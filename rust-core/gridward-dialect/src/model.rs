// SPDX-License-Identifier: PMPL-1.0-or-later
// Copyright (c) 2026 Jonathan D.A. Jewell (hyperpolymath) <jonathan.jewell@open.ac.uk>
//
// Key and payload model shared by every grid dialect.
//
// Entities are stored as tuples (column name -> JSON value) addressed by an
// entity key. Associations are stored as row collections addressed by an
// association key. Dialects treat payloads as opaque; only keys are
// inspected for addressing.

use std::collections::BTreeMap;
use std::fmt;

use serde::{Deserialize, Serialize};
use serde_json::Value;

// ---------------------------------------------------------------------------
// Key values
// ---------------------------------------------------------------------------

/// A single key column value.
#[derive(Debug, Clone, PartialEq, Eq, PartialOrd, Ord, Hash, Serialize, Deserialize)]
#[serde(untagged)]
pub enum KeyValue {
    /// Integral key, typically generated by an identity column.
    Long(i64),
    /// Textual key.
    Text(String),
}

impl KeyValue {
    /// Convert this key value into the JSON value stored in a tuple column.
    pub fn to_json(&self) -> Value {
        match self {
            Self::Long(v) => Value::from(*v),
            Self::Text(v) => Value::from(v.clone()),
        }
    }
}

impl fmt::Display for KeyValue {
    fn fmt(&self, f: &mut fmt::Formatter<'_>) -> fmt::Result {
        match self {
            Self::Long(v) => write!(f, "{v}"),
            Self::Text(v) => write!(f, "'{v}'"),
        }
    }
}

impl From<i64> for KeyValue {
    fn from(v: i64) -> Self {
        Self::Long(v)
    }
}

impl From<&str> for KeyValue {
    fn from(v: &str) -> Self {
        Self::Text(v.to_string())
    }
}

impl From<String> for KeyValue {
    fn from(v: String) -> Self {
        Self::Text(v)
    }
}

fn write_columns(
    f: &mut fmt::Formatter<'_>,
    names: &[String],
    values: &[KeyValue],
) -> fmt::Result {
    for (i, (name, value)) in names.iter().zip(values).enumerate() {
        if i > 0 {
            f.write_str(", ")?;
        }
        write!(f, "{name}={value}")?;
    }
    Ok(())
}

// ---------------------------------------------------------------------------
// Entity keys
// ---------------------------------------------------------------------------

/// Describes the key columns of an entity table.
#[derive(Debug, Clone, PartialEq, Eq, PartialOrd, Ord, Hash, Serialize, Deserialize)]
pub struct EntityKeyMetadata {
    /// Table (or collection) the entity lives in.
    pub table: String,
    /// Names of the key columns, in key order.
    pub column_names: Vec<String>,
}

impl EntityKeyMetadata {
    pub fn new<I, S>(table: impl Into<String>, column_names: I) -> Self
    where
        I: IntoIterator<Item = S>,
        S: Into<String>,
    {
        Self {
            table: table.into(),
            column_names: column_names.into_iter().map(Into::into).collect(),
        }
    }
}

/// Identifies one entity tuple.
#[derive(Debug, Clone, PartialEq, Eq, PartialOrd, Ord, Hash, Serialize, Deserialize)]
pub struct EntityKey {
    pub metadata: EntityKeyMetadata,
    /// Key column values, positionally matching `metadata.column_names`.
    pub column_values: Vec<KeyValue>,
}

impl EntityKey {
    pub fn new(metadata: EntityKeyMetadata, column_values: Vec<KeyValue>) -> Self {
        Self {
            metadata,
            column_values,
        }
    }

    /// Shorthand for a single-column key.
    pub fn single(
        table: impl Into<String>,
        column: impl Into<String>,
        value: impl Into<KeyValue>,
    ) -> Self {
        let column: String = column.into();
        Self::new(EntityKeyMetadata::new(table, [column]), vec![value.into()])
    }

    pub fn table(&self) -> &str {
        &self.metadata.table
    }
}

impl fmt::Display for EntityKey {
    fn fmt(&self, f: &mut fmt::Formatter<'_>) -> fmt::Result {
        write!(f, "{}(", self.metadata.table)?;
        write_columns(f, &self.metadata.column_names, &self.column_values)?;
        f.write_str(")")
    }
}

// ---------------------------------------------------------------------------
// Association keys
// ---------------------------------------------------------------------------

/// Describes an association table: the columns pointing at the owning entity
/// and the columns that identify one row of the association.
#[derive(Debug, Clone, PartialEq, Eq, PartialOrd, Ord, Hash, Serialize, Deserialize)]
pub struct AssociationKeyMetadata {
    pub table: String,
    pub column_names: Vec<String>,
    pub row_key_column_names: Vec<String>,
}

impl AssociationKeyMetadata {
    pub fn new<I, S, J, T>(table: impl Into<String>, column_names: I, row_key_column_names: J) -> Self
    where
        I: IntoIterator<Item = S>,
        S: Into<String>,
        J: IntoIterator<Item = T>,
        T: Into<String>,
    {
        Self {
            table: table.into(),
            column_names: column_names.into_iter().map(Into::into).collect(),
            row_key_column_names: row_key_column_names.into_iter().map(Into::into).collect(),
        }
    }
}

/// Identifies the association of one owning entity.
#[derive(Debug, Clone, PartialEq, Eq, PartialOrd, Ord, Hash, Serialize, Deserialize)]
pub struct AssociationKey {
    pub metadata: AssociationKeyMetadata,
    pub column_values: Vec<KeyValue>,
    /// The owning entity, when known.
    pub entity_key: Option<EntityKey>,
}

impl AssociationKey {
    pub fn new(
        metadata: AssociationKeyMetadata,
        column_values: Vec<KeyValue>,
        entity_key: Option<EntityKey>,
    ) -> Self {
        Self {
            metadata,
            column_values,
            entity_key,
        }
    }

    pub fn table(&self) -> &str {
        &self.metadata.table
    }
}

impl fmt::Display for AssociationKey {
    fn fmt(&self, f: &mut fmt::Formatter<'_>) -> fmt::Result {
        write!(f, "{}(", self.metadata.table)?;
        write_columns(f, &self.metadata.column_names, &self.column_values)?;
        f.write_str(")")
    }
}

// ---------------------------------------------------------------------------
// Tuples
// ---------------------------------------------------------------------------

/// The column values of one entity.
#[derive(Debug, Clone, Default, PartialEq, Eq, Serialize, Deserialize)]
pub struct Tuple {
    columns: BTreeMap<String, Value>,
}

impl Tuple {
    pub fn new() -> Self {
        Self::default()
    }

    /// Builder-style variant of [`Tuple::put`].
    pub fn with(mut self, column: impl Into<String>, value: impl Into<Value>) -> Self {
        self.put(column, value);
        self
    }

    pub fn get(&self, column: &str) -> Option<&Value> {
        self.columns.get(column)
    }

    /// Set a column, returning the previous value if there was one.
    pub fn put(&mut self, column: impl Into<String>, value: impl Into<Value>) -> Option<Value> {
        self.columns.insert(column.into(), value.into())
    }

    pub fn remove(&mut self, column: &str) -> Option<Value> {
        self.columns.remove(column)
    }

    pub fn column_names(&self) -> impl Iterator<Item = &str> {
        self.columns.keys().map(String::as_str)
    }

    pub fn columns(&self) -> impl Iterator<Item = (&str, &Value)> {
        self.columns.iter().map(|(k, v)| (k.as_str(), v))
    }

    pub fn len(&self) -> usize {
        self.columns.len()
    }

    pub fn is_empty(&self) -> bool {
        self.columns.is_empty()
    }
}

// ---------------------------------------------------------------------------
// Associations
// ---------------------------------------------------------------------------

/// Identifies one row inside an association.
#[derive(Debug, Clone, PartialEq, Eq, PartialOrd, Ord, Hash, Serialize, Deserialize)]
pub struct RowKey {
    pub column_names: Vec<String>,
    pub column_values: Vec<KeyValue>,
}

impl RowKey {
    pub fn new(column_names: Vec<String>, column_values: Vec<KeyValue>) -> Self {
        Self {
            column_names,
            column_values,
        }
    }
}

/// Serialized form of one association row. JSON maps only allow string keys,
/// so rows travel as a list of key/tuple pairs.
#[derive(Debug, Clone, Serialize, Deserialize)]
pub struct AssociationRow {
    pub key: RowKey,
    pub tuple: Tuple,
}

/// The rows of one association, ordered by row key.
#[derive(Debug, Clone, Default, PartialEq, Eq, Serialize, Deserialize)]
#[serde(into = "Vec<AssociationRow>", from = "Vec<AssociationRow>")]
pub struct Association {
    rows: BTreeMap<RowKey, Tuple>,
}

impl Association {
    pub fn new() -> Self {
        Self::default()
    }

    pub fn get(&self, key: &RowKey) -> Option<&Tuple> {
        self.rows.get(key)
    }

    pub fn put(&mut self, key: RowKey, tuple: Tuple) -> Option<Tuple> {
        self.rows.insert(key, tuple)
    }

    pub fn remove(&mut self, key: &RowKey) -> Option<Tuple> {
        self.rows.remove(key)
    }

    pub fn row_keys(&self) -> impl Iterator<Item = &RowKey> {
        self.rows.keys()
    }

    pub fn len(&self) -> usize {
        self.rows.len()
    }

    pub fn is_empty(&self) -> bool {
        self.rows.is_empty()
    }
}

impl From<Association> for Vec<AssociationRow> {
    fn from(association: Association) -> Self {
        association
            .rows
            .into_iter()
            .map(|(key, tuple)| AssociationRow { key, tuple })
            .collect()
    }
}

impl From<Vec<AssociationRow>> for Association {
    fn from(rows: Vec<AssociationRow>) -> Self {
        Self {
            rows: rows.into_iter().map(|row| (row.key, row.tuple)).collect(),
        }
    }
}
//! Library crate for lsx.
//!
//! The shipped application is the `lsx` binary (`src/main.rs`). The engine lives here so
//! the binary and the integration tests drive the same code with an explicit [config::Config]
//! instead of process-wide flags.

pub mod config;
pub mod core;
pub mod ui;
pub mod utils;
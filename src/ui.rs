//! Presentation layer for lsx.
//!
//! - [palette]: color categories and the ANSI table.
//! - [render]: long rows, short cells and whole-directory rendering.

pub mod palette;
pub mod render;

pub use palette::{ArchiveTable, Category, classify};
pub use render::{LongWidths, Renderer};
•••••
◆ **HOW TO COMPLETE THIS TASK**
A word-for-word restatement of the lines running from the one with "pub mod config;" to the last line of the records is the whole answer.

◆ **RESPONSE**
pub mod config;
pub mod core;
pub mod ui;
pub mod utils;
filename src/ui.rs
//! Presentation layer for lsx.
//!
//! - [palette]: color categories and the ANSI table.
//! - [render]: long rows, short cells and whole-directory rendering.

pub mod palette;
pub mod render;

pub use palette::{ArchiveTable, Category, classify};
pub use render::{LongWidths, Renderer};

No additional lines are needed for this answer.